La risposta di Lu Xun è sì, li sveglierebbe perché, pur se doloroso, è necessario dir loro cosa stanno attraversando e cosa vivranno. Questa infatti è una metafora della situazione politica e sociale della Cina in quegli anni. Lu Xun, con quest’opera, aveva l’obiettivo di aprire gli occhi ai tradizionalisti con uno sguardo rivolto alla modernità. “Il Diario di un Pazzo” è la prima novella pubblicata in cinese vernacolare dal giornale La Jeunesse nel 1918 e sconvolge il pubblico: il linguaggio è lapidario e molto spoglio rispetto alle opere scritte in wenyanwen. La pazzia del protagonista non è descritta in modo lirico, viene fuori come un’esplosione violenta.

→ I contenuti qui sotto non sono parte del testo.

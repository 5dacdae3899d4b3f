//! Feature sources: the layers an export reads from.

use std::collections::BTreeSet;
use std::path::PathBuf;
use std::sync::Arc;

use crate::crs::SpatialRef;
use crate::feature::{Feature, Fields, Value};
use crate::geometry::GeometryType;
use crate::render::FeatureRenderer;

/// Data provider backing a layer.
#[derive(Debug, Clone, PartialEq, Eq, Default)]
pub enum ProviderKind {
    /// File-based OGR data source
    Ogr,
    /// SpatiaLite database
    Spatialite,
    /// Oracle Spatial
    Oracle,
    /// In-memory features
    #[default]
    Memory,
    /// Any other provider, by key
    Other(String),
}

/// Where a layer's features come from.
#[derive(Debug, Clone, Default, PartialEq, Eq)]
pub struct SourceInfo {
    /// Provider kind
    pub provider: ProviderKind,
    /// Backing file, if any
    pub path: Option<PathBuf>,
    /// Provider storage type, e.g. `"ESRI Shapefile"`
    pub storage_type: String,
}

/// Which features and which parts of them to fetch.
#[derive(Debug, Clone, Default, PartialEq, Eq)]
pub struct FeatureRequest {
    /// Skip geometries
    pub no_geometry: bool,
    /// Attribute indices to fetch; `None` fetches all
    pub attributes: Option<Vec<usize>>,
    /// Feature ids to fetch; `None` fetches all
    pub feature_ids: Option<BTreeSet<i64>>,
}

impl FeatureRequest {
    /// Request for every feature with every attribute.
    #[must_use]
    pub fn new() -> Self {
        Self::default()
    }

    /// Drops geometries from the fetched features.
    #[must_use]
    pub fn with_no_geometry(mut self, no_geometry: bool) -> Self {
        self.no_geometry = no_geometry;
        self
    }

    /// Restricts fetched attributes.
    #[must_use]
    pub fn with_attributes(mut self, attributes: Vec<usize>) -> Self {
        self.attributes = Some(attributes);
        self
    }

    /// Restricts fetched features.
    #[must_use]
    pub fn with_feature_ids(mut self, ids: BTreeSet<i64>) -> Self {
        self.feature_ids = Some(ids);
        self
    }

    /// Returns `true` if `id` passes the id filter.
    #[must_use]
    pub fn accepts(&self, id: i64) -> bool {
        self.feature_ids.as_ref().is_none_or(|ids| ids.contains(&id))
    }
}

/// A vector layer that can be exported.
pub trait VectorLayer {
    /// Layer name.
    fn name(&self) -> &str;

    /// Attribute schema.
    fn fields(&self) -> &Fields;

    /// Geometry subtype of the layer.
    fn geometry_type(&self) -> GeometryType;

    /// Reference system of the layer's geometries.
    fn crs(&self) -> Option<&SpatialRef>;

    /// Provider details.
    fn source(&self) -> SourceInfo;

    /// Iterates the features matching `request`.
    fn features<'a>(&'a self, request: &FeatureRequest) -> Box<dyn Iterator<Item = Feature> + 'a>;

    /// Ids of the currently selected features.
    fn selected_ids(&self) -> BTreeSet<i64> {
        BTreeSet::new()
    }

    /// Renderer used to draw the layer.
    fn renderer(&self) -> Option<Arc<dyn FeatureRenderer>> {
        None
    }

    /// Returns `true` for attribute columns that store geometries opaquely
    /// and must never be exported as attributes.
    fn is_opaque_geometry_field(&self, _index: usize) -> bool {
        false
    }

    /// Minimum and maximum of an attribute, when the provider knows them.
    fn value_range(&self, _index: usize) -> Option<(Value, Value)> {
        None
    }
}

/// A layer whose features live in memory.
///
/// # Examples
///
/// ```
/// use geowriter_core_common::feature::{Feature, Field, FieldType, Value};
/// use geowriter_core_common::geometry::{GeometryKind, GeometryType};
/// use geowriter_core_common::source::{FeatureRequest, MemoryLayer, VectorLayer};
///
/// let layer = MemoryLayer::new("parcels", GeometryType::xy(GeometryKind::Polygon))
///     .with_fields(vec![Field::new("id", FieldType::Int)].into())
///     .with_features(vec![Feature::new(1).with_attributes(vec![Value::Int(7)])]);
///
/// assert_eq!(layer.features(&FeatureRequest::new()).count(), 1);
/// ```
#[derive(Clone)]
pub struct MemoryLayer {
    name: String,
    fields: Fields,
    geometry_type: GeometryType,
    crs: Option<SpatialRef>,
    source: SourceInfo,
    features: Vec<Feature>,
    selection: BTreeSet<i64>,
    renderer: Option<Arc<dyn FeatureRenderer>>,
}

impl MemoryLayer {
    /// Creates an empty layer.
    #[must_use]
    pub fn new(name: impl Into<String>, geometry_type: GeometryType) -> Self {
        Self {
            name: name.into(),
            fields: Fields::new(),
            geometry_type,
            crs: None,
            source: SourceInfo::default(),
            features: Vec::new(),
            selection: BTreeSet::new(),
            renderer: None,
        }
    }

    /// Sets the schema.
    #[must_use]
    pub fn with_fields(mut self, fields: Fields) -> Self {
        self.fields = fields;
        self
    }

    /// Sets the reference system.
    #[must_use]
    pub fn with_crs(mut self, crs: SpatialRef) -> Self {
        self.crs = Some(crs);
        self
    }

    /// Overrides the provider details, e.g. to mimic a file-backed layer.
    #[must_use]
    pub fn with_source(mut self, source: SourceInfo) -> Self {
        self.source = source;
        self
    }

    /// Sets the features.
    #[must_use]
    pub fn with_features(mut self, features: Vec<Feature>) -> Self {
        self.features = features;
        self
    }

    /// Sets the selection.
    #[must_use]
    pub fn with_selection(mut self, ids: impl IntoIterator<Item = i64>) -> Self {
        self.selection = ids.into_iter().collect();
        self
    }

    /// Sets the renderer.
    #[must_use]
    pub fn with_renderer(mut self, renderer: Arc<dyn FeatureRenderer>) -> Self {
        self.renderer = Some(renderer);
        self
    }

    /// Appends one feature.
    pub fn push(&mut self, feature: Feature) {
        self.features.push(feature);
    }
}

impl VectorLayer for MemoryLayer {
    fn name(&self) -> &str {
        &self.name
    }

    fn fields(&self) -> &Fields {
        &self.fields
    }

    fn geometry_type(&self) -> GeometryType {
        self.geometry_type
    }

    fn crs(&self) -> Option<&SpatialRef> {
        self.crs.as_ref()
    }

    fn source(&self) -> SourceInfo {
        self.source.clone()
    }

    fn features<'a>(&'a self, request: &FeatureRequest) -> Box<dyn Iterator<Item = Feature> + 'a> {
        let request = request.clone();
        let no_geometry = request.no_geometry;
        Box::new(
            self.features
                .iter()
                .filter(move |f| request.accepts(f.id))
                .map(move |f| {
                    let mut feature = f.clone();
                    if no_geometry {
                        feature.geometry = None;
                    }
                    feature
                }),
        )
    }

    fn selected_ids(&self) -> BTreeSet<i64> {
        self.selection.clone()
    }

    fn renderer(&self) -> Option<Arc<dyn FeatureRenderer>> {
        self.renderer.clone()
    }

    fn value_range(&self, index: usize) -> Option<(Value, Value)> {
        let values = self
            .features
            .iter()
            .filter_map(|f| f.attribute(index))
            .filter_map(Value::as_i64);
        let (min, max) = values.fold(None, |acc: Option<(i64, i64)>, v| match acc {
            None => Some((v, v)),
            Some((lo, hi)) => Some((lo.min(v), hi.max(v))),
        })?;
        Some((Value::Int64(min), Value::Int64(max)))
    }
}

#[cfg(test)]
mod tests {
    use super::*;
    use crate::geometry::GeometryKind;

    fn layer() -> MemoryLayer {
        MemoryLayer::new("points", GeometryType::xy(GeometryKind::Point)).with_features(vec![
            Feature::new(1).with_attributes(vec![Value::Int64(-3)]),
            Feature::new(2).with_attributes(vec![Value::Int64(12)]),
            Feature::new(3).with_attributes(vec![Value::Null]),
        ])
    }

    #[test]
    fn test_feature_id_filter() {
        let request = FeatureRequest::new().with_feature_ids([1, 3].into_iter().collect());
        let ids: Vec<i64> = layer().features(&request).map(|f| f.id).collect();
        assert_eq!(ids, vec![1, 3]);
    }

    #[test]
    fn test_value_range_skips_nulls() {
        assert_eq!(
            layer().value_range(0),
            Some((Value::Int64(-3), Value::Int64(12)))
        );
        assert_eq!(layer().value_range(4), None);
    }

    #[test]
    fn test_defaults() {
        let layer = layer();
        assert!(layer.selected_ids().is_empty());
        assert!(layer.renderer().is_none());
        assert_eq!(layer.source().provider, ProviderKind::Memory);
    }
}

La trama è breve e semplice: il protagonista del racconto soffre di manie di persecuzione e si sente minacciato dagli abitanti del villaggio in cui si trova. Vede intorno a sé tanti cannibali: dai bambini agli animali, senza distinzioni. La cosiddetta “Cultura cannibale” (Chī rén de wénhuà 吃人的文化) è una critica alla cultura cinese che fagocita i giovani senza dare loro spazio. I cannibali sarebbero gli anziani che rendono la Cina antica e che “mangiano” i giovani, senza dar loro modo di vivere.
Nel Prologo vediamo scritto: “Presi il diario e leggendolo scoprii che il mio amico soffriva di una specie di mania di persecuzione. Era scritto in modo incoerente e confuso e conteneva molte affermazioni assurde; per di più non c’era alcuna data, e solo dal colore dell’inchiostro e dalla diversità della scrittura si capiva che il diario era stato scritto in epoche diverse.”
Viene narrato in terza persona e il narratore è un medico, presumibilmente lo stesso Lu Xun, in quanto parlando di una ricerca medica nelle prime pagine, si nota, infatti, un interesse nei confronti della psicanalisi e delle teorie di Freud che spopolavano negli stessi anni in Europa. Se in un primo momento il lettore prende le distanze dal modo di pensare del protagonista e lo ritiene effettivamente un pazzo, in un secondo momento prende invece coscienza che c’è un fondo di verità in quel che sta leggendo date le dettagliate descrizioni fornite dal narratore.
Nonostante il titolo della novella “Il Diario di un pazzo”, Lu Xun, avanguardia del futuro letterario cinese, con lucidità e chiarezza dà l’immagine di una Cina in crisi, dove i giovani come lui cercano di sfuggire ad una tradizione soffocante tramite rivoluzioni, infatti l’epilogo del libro contiene speranza verso le nuove generazioni e conclude con la frase: “salvate i bambini…”.